Exercise | Return every record below exactly.

Material for this task |
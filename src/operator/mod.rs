//! Operators and their registry.
//!
//! # Operator Layer
//!
//! An [`Operator`] is a named, parametrised tensor computation built from
//! [`Kwargs`]. It knows its input names, infers the shapes of inputs the caller
//! did not supply, and runs a forward pass through [`crate::ops::dispatch`].
//!
//! ## Backward Pattern
//!
//! Every forward pass returns its outputs together with an optional boxed
//! closure. The closure captures exactly the tensors the gradient needs and maps
//! output gradients to input gradients, one per input:
//!
//! ```rust
//! use briny_opbench::backend::Backend;
//! use briny_opbench::kwargs::Kwargs;
//! use briny_opbench::operator;
//! use briny_opbench::tensor;
//!
//! let op = operator::create("Activation", &Kwargs::from([("act_type", "relu")])).unwrap();
//! let mut inputs = vec![tensor!([-1.0, 2.0])];
//! let fwd = op.forward(Backend::Cpu, &mut inputs, true).unwrap();
//! assert_eq!(fwd.outputs[0].data, vec![0.0, 2.0]);
//!
//! let back = fwd.backward.unwrap();
//! let grads = back(&[tensor!([1.0, 1.0])]).unwrap();
//! assert_eq!(grads[0].data, vec![0.0, 1.0]);
//! ```
//!
//! ## Registered Operators
//!
//! | name | inputs | backward |
//! |---|---|---|
//! | `Activation` | `data` | `_backward_Activation` |
//! | `FullyConnected` | `data`, `weight`, `bias` | `_backward_FullyConnected` |
//! | `sgd_mom_update` | `weight`, `grad`, `mom` | none |
//! | `sgd_update` | `weight`, `grad` | none |

use core::fmt;

use crate::TensorFloat;
use crate::backend::Backend;
use crate::error::{OpError, Result};
use crate::kwargs::Kwargs;
use crate::tensors::{Shape, Tensor};

mod activation;
pub use self::activation::Activation;

mod fully_connected;
pub use self::fully_connected::FullyConnected;

mod sgd;
pub use self::sgd::{SgdMomUpdate, SgdUpdate};

/// Maps output gradients to input gradients.
pub type BackwardFn =
    Box<dyn Fn(&[Tensor<TensorFloat>]) -> Result<Vec<Tensor<TensorFloat>>> + Send + Sync>;

/// Result of a forward pass.
pub struct Forward {
    pub outputs: Vec<Tensor<TensorFloat>>,
    /// Present when the pass was run with `want_backward` and the operator has a gradient.
    pub backward: Option<BackwardFn>,
}

impl fmt::Debug for Forward {
    fn fmt(&self, f: &mut fmt::Formatter<'_>) -> fmt::Result {
        f.debug_struct("Forward")
            .field("outputs", &self.outputs)
            .field("backward", &self.backward.is_some())
            .finish()
    }
}

/// Shapes of every input and output of an operator.
#[derive(Debug, Clone, PartialEq, Eq)]
pub struct InferredShapes {
    pub inputs: Vec<Shape>,
    pub outputs: Vec<Shape>,
}

/// A configured tensor operator.
pub trait Operator: fmt::Debug + Send + Sync {
    /// Registry name of the operator.
    fn name(&self) -> &'static str;

    /// Names of the inputs, in order.
    fn input_names(&self) -> &'static [&'static str];

    /// Name of the matching backward operator, if the operator is differentiable.
    fn backward_name(&self) -> Option<&'static str> {
        None
    }

    /// Completes the input shapes from the supplied prefix and derives the outputs.
    ///
    /// # Errors
    /// [`OpError::InputCount`] when more shapes than inputs are supplied (or none
    /// at all), [`OpError::ShapeMismatch`] when a supplied shape disagrees with
    /// the inferred one.
    fn infer_shapes(&self, known: &[Shape]) -> Result<InferredShapes>;

    /// Runs the forward pass. Optimizer operators update their state inputs in place.
    ///
    /// # Errors
    /// [`OpError::InputCount`] or [`OpError::ShapeMismatch`] for inputs that do
    /// not fit the operator.
    fn forward(
        &self,
        backend: Backend,
        inputs: &mut [Tensor<TensorFloat>],
        want_backward: bool,
    ) -> Result<Forward>;
}

type Constructor = fn(&Kwargs) -> Result<Box<dyn Operator>>;

const REGISTRY: &[(&str, Constructor)] = &[
    ("Activation", new_activation),
    ("FullyConnected", new_fully_connected),
    ("sgd_mom_update", new_sgd_mom_update),
    ("sgd_update", new_sgd_update),
];

fn new_activation(kwargs: &Kwargs) -> Result<Box<dyn Operator>> {
    Ok(Box::new(Activation::from_kwargs(kwargs)?))
}

fn new_fully_connected(kwargs: &Kwargs) -> Result<Box<dyn Operator>> {
    Ok(Box::new(FullyConnected::from_kwargs(kwargs)?))
}

fn new_sgd_mom_update(kwargs: &Kwargs) -> Result<Box<dyn Operator>> {
    Ok(Box::new(SgdMomUpdate::from_kwargs(kwargs)?))
}

fn new_sgd_update(kwargs: &Kwargs) -> Result<Box<dyn Operator>> {
    Ok(Box::new(SgdUpdate::from_kwargs(kwargs)?))
}

/// Builds the operator registered under `name`.
///
/// The reserved operator-name keys are stripped before the operator sees `kwargs`.
///
/// # Errors
/// [`OpError::UnknownOperator`] for an unregistered name, or any argument error
/// from the operator's constructor.
pub fn create(name: &str, kwargs: &Kwargs) -> Result<Box<dyn Operator>> {
    let (_, constructor) = REGISTRY
        .iter()
        .find(|(registered, _)| *registered == name)
        .ok_or_else(|| OpError::UnknownOperator(name.to_owned()))?;
    constructor(&kwargs.without_reserved())
}

/// Every registered operator name.
#[must_use]
pub fn registered_names() -> Vec<&'static str> {
    REGISTRY.iter().map(|(name, _)| *name).collect()
}

fn input_count_error(op: &str, expected: usize, found: usize) -> OpError {
    OpError::InputCount {
        op: op.to_owned(),
        expected,
        found,
    }
}

fn check_input_count(op: &str, expected: usize, found: usize) -> Result<()> {
    if expected == found {
        Ok(())
    } else {
        Err(input_count_error(op, expected, found))
    }
}

/// Rejects empty or overlong shape prefixes.
fn check_known(op: &str, inputs: &[&str], known: &[Shape]) -> Result<()> {
    if known.is_empty() || known.len() > inputs.len() {
        return Err(input_count_error(op, inputs.len(), known.len()));
    }
    Ok(())
}

fn check_shape(op: &str, input: &str, expected: &Shape, found: &Shape) -> Result<()> {
    if expected == found {
        Ok(())
    } else {
        Err(OpError::ShapeMismatch {
            op: op.to_owned(),
            input: input.to_owned(),
            expected: expected.to_string(),
            found: found.to_string(),
        })
    }
}

/// Checks every supplied shape against the fully inferred input list.
fn check_supplied(op: &str, names: &[&str], inferred: &[Shape], known: &[Shape]) -> Result<()> {
    for ((name, expected), found) in names.iter().zip(inferred).zip(known) {
        check_shape(op, name, expected, found)?;
    }
    Ok(())
}

/// Checks a gradient list against the shapes a backward closure expects.
fn check_grads(op: &str, grads: &[Tensor<TensorFloat>], expected: &[&Shape]) -> Result<()> {
    check_input_count(op, expected.len(), grads.len())?;
    for (grad, shape) in grads.iter().zip(expected) {
        check_shape(op, "output gradient", shape, &grad.shape)?;
    }
    Ok(())
}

Solution to the exercise |
filename src/operator/mod.rs
//! Operators and their registry.
//!
//! # Operator Layer
//!
//! An [`Operator`] is a named, parametrised tensor computation built from
//! [`Kwargs`]. It knows its input names, infers the shapes of inputs the caller
//! did not supply, and runs a forward pass through [`crate::ops::dispatch`].
//!
//! ## Backward Pattern
//!
//! Every forward pass returns its outputs together with an optional boxed
//! closure. The closure captures exactly the tensors the gradient needs and maps
//! output gradients to input gradients, one per input:
//!
//! ```rust
//! use briny_opbench::backend::Backend;
//! use briny_opbench::kwargs::Kwargs;
//! use briny_opbench::operator;
//! use briny_opbench::tensor;
//!
//! let op = operator::create("Activation", &Kwargs::from([("act_type", "relu")])).unwrap();
//! let mut inputs = vec![tensor!([-1.0, 2.0])];
//! let fwd = op.forward(Backend::Cpu, &mut inputs, true).unwrap();
//! assert_eq!(fwd.outputs[0].data, vec![0.0, 2.0]);
//!
//! let back = fwd.backward.unwrap();
//! let grads = back(&[tensor!([1.0, 1.0])]).unwrap();
//! assert_eq!(grads[0].data, vec![0.0, 1.0]);
//! ```
//!
//! ## Registered Operators
//!
//! | name | inputs | backward |
//! |---|---|---|
//! | `Activation` | `data` | `_backward_Activation` |
//! | `FullyConnected` | `data`, `weight`, `bias` | `_backward_FullyConnected` |
//! | `sgd_mom_update` | `weight`, `grad`, `mom` | none |
//! | `sgd_update` | `weight`, `grad` | none |

use core::fmt;

use crate::TensorFloat;
use crate::backend::Backend;
use crate::error::{OpError, Result};
use crate::kwargs::Kwargs;
use crate::tensors::{Shape, Tensor};

mod activation;
pub use self::activation::Activation;

mod fully_connected;
pub use self::fully_connected::FullyConnected;

mod sgd;
pub use self::sgd::{SgdMomUpdate, SgdUpdate};

/// Maps output gradients to input gradients.
pub type BackwardFn =
    Box<dyn Fn(&[Tensor<TensorFloat>]) -> Result<Vec<Tensor<TensorFloat>>> + Send + Sync>;

/// Result of a forward pass.
pub struct Forward {
    pub outputs: Vec<Tensor<TensorFloat>>,
    /// Present when the pass was run with `want_backward` and the operator has a gradient.
    pub backward: Option<BackwardFn>,
}

impl fmt::Debug for Forward {
    fn fmt(&self, f: &mut fmt::Formatter<'_>) -> fmt::Result {
        f.debug_struct("Forward")
            .field("outputs", &self.outputs)
            .field("backward", &self.backward.is_some())
            .finish()
    }
}

/// Shapes of every input and output of an operator.
#[derive(Debug, Clone, PartialEq, Eq)]
pub struct InferredShapes {
    pub inputs: Vec<Shape>,
    pub outputs: Vec<Shape>,
}

/// A configured tensor operator.
pub trait Operator: fmt::Debug + Send + Sync {
    /// Registry name of the operator.
    fn name(&self) -> &'static str;

    /// Names of the inputs, in order.
    fn input_names(&self) -> &'static [&'static str];

    /// Name of the matching backward operator, if the operator is differentiable.
    fn backward_name(&self) -> Option<&'static str> {
        None
    }

    /// Completes the input shapes from the supplied prefix and derives the outputs.
    ///
    /// # Errors
    /// [`OpError::InputCount`] when more shapes than inputs are supplied (or none
    /// at all), [`OpError::ShapeMismatch`] when a supplied shape disagrees with
    /// the inferred one.
    fn infer_shapes(&self, known: &[Shape]) -> Result<InferredShapes>;

    /// Runs the forward pass. Optimizer operators update their state inputs in place.
    ///
    /// # Errors
    /// [`OpError::InputCount`] or [`OpError::ShapeMismatch`] for inputs that do
    /// not fit the operator.
    fn forward(
        &self,
        backend: Backend,
        inputs: &mut [Tensor<TensorFloat>],
        want_backward: bool,
    ) -> Result<Forward>;
}

type Constructor = fn(&Kwargs) -> Result<Box<dyn Operator>>;

const REGISTRY: &[(&str, Constructor)] = &[
    ("Activation", new_activation),
    ("FullyConnected", new_fully_connected),
    ("sgd_mom_update", new_sgd_mom_update),
    ("sgd_update", new_sgd_update),
];

fn new_activation(kwargs: &Kwargs) -> Result<Box<dyn Operator>> {
    Ok(Box::new(Activation::from_kwargs(kwargs)?))
}

fn new_fully_connected(kwargs: &Kwargs) -> Result<Box<dyn Operator>> {
    Ok(Box::new(FullyConnected::from_kwargs(kwargs)?))
}

fn new_sgd_mom_update(kwargs: &Kwargs) -> Result<Box<dyn Operator>> {
    Ok(Box::new(SgdMomUpdate::from_kwargs(kwargs)?))
}

fn new_sgd_update(kwargs: &Kwargs) -> Result<Box<dyn Operator>> {
    Ok(Box::new(SgdUpdate::from_kwargs(kwargs)?))
}

/// Builds the operator registered under `name`.
///
/// The reserved operator-name keys are stripped before the operator sees `kwargs`.
///
/// # Errors
/// [`OpError::UnknownOperator`] for an unregistered name, or any argument error
/// from the operator's constructor.
pub fn create(name: &str, kwargs: &Kwargs) -> Result<Box<dyn Operator>> {
    let (_, constructor) = REGISTRY
        .iter()
        .find(|(registered, _)| *registered == name)
        .ok_or_else(|| OpError::UnknownOperator(name.to_owned()))?;
    constructor(&kwargs.without_reserved())
}

/// Every registered operator name.
#[must_use]
pub fn registered_names() -> Vec<&'static str> {
    REGISTRY.iter().map(|(name, _)| *name).collect()
}

fn input_count_error(op: &str, expected: usize, found: usize) -> OpError {
    OpError::InputCount {
        op: op.to_owned(),
        expected,
        found,
    }
}

fn check_input_count(op: &str, expected: usize, found: usize) -> Result<()> {
    if expected == found {
        Ok(())
    } else {
        Err(input_count_error(op, expected, found))
    }
}

/// Rejects empty or overlong shape prefixes.
fn check_known(op: &str, inputs: &[&str], known: &[Shape]) -> Result<()> {
    if known.is_empty() || known.len() > inputs.len() {
        return Err(input_count_error(op, inputs.len(), known.len()));
    }
    Ok(())
}

fn check_shape(op: &str, input: &str, expected: &Shape, found: &Shape) -> Result<()> {
    if expected == found {
        Ok(())
    } else {
        Err(OpError::ShapeMismatch {
            op: op.to_owned(),
            input: input.to_owned(),
            expected: expected.to_string(),
            found: found.to_string(),
        })
    }
}

/// Checks every supplied shape against the fully inferred input list.
fn check_supplied(op: &str, names: &[&str], inferred: &[Shape], known: &[Shape]) -> Result<()> {
    for ((name, expected), found) in names.iter().zip(inferred).zip(known) {
        check_shape(op, name, expected, found)?;
    }
    Ok(())
}

/// Checks a gradient list against the shapes a backward closure expects.
fn check_grads(op: &str, grads: &[Tensor<TensorFloat>], expected: &[&Shape]) -> Result<()> {
    check_input_count(op, expected.len(), grads.len())?;
    for (grad, shape) in grads.iter().zip(expected) {
        check_shape(op, "output gradient", shape, &grad.shape)?;
    }
    Ok(())
}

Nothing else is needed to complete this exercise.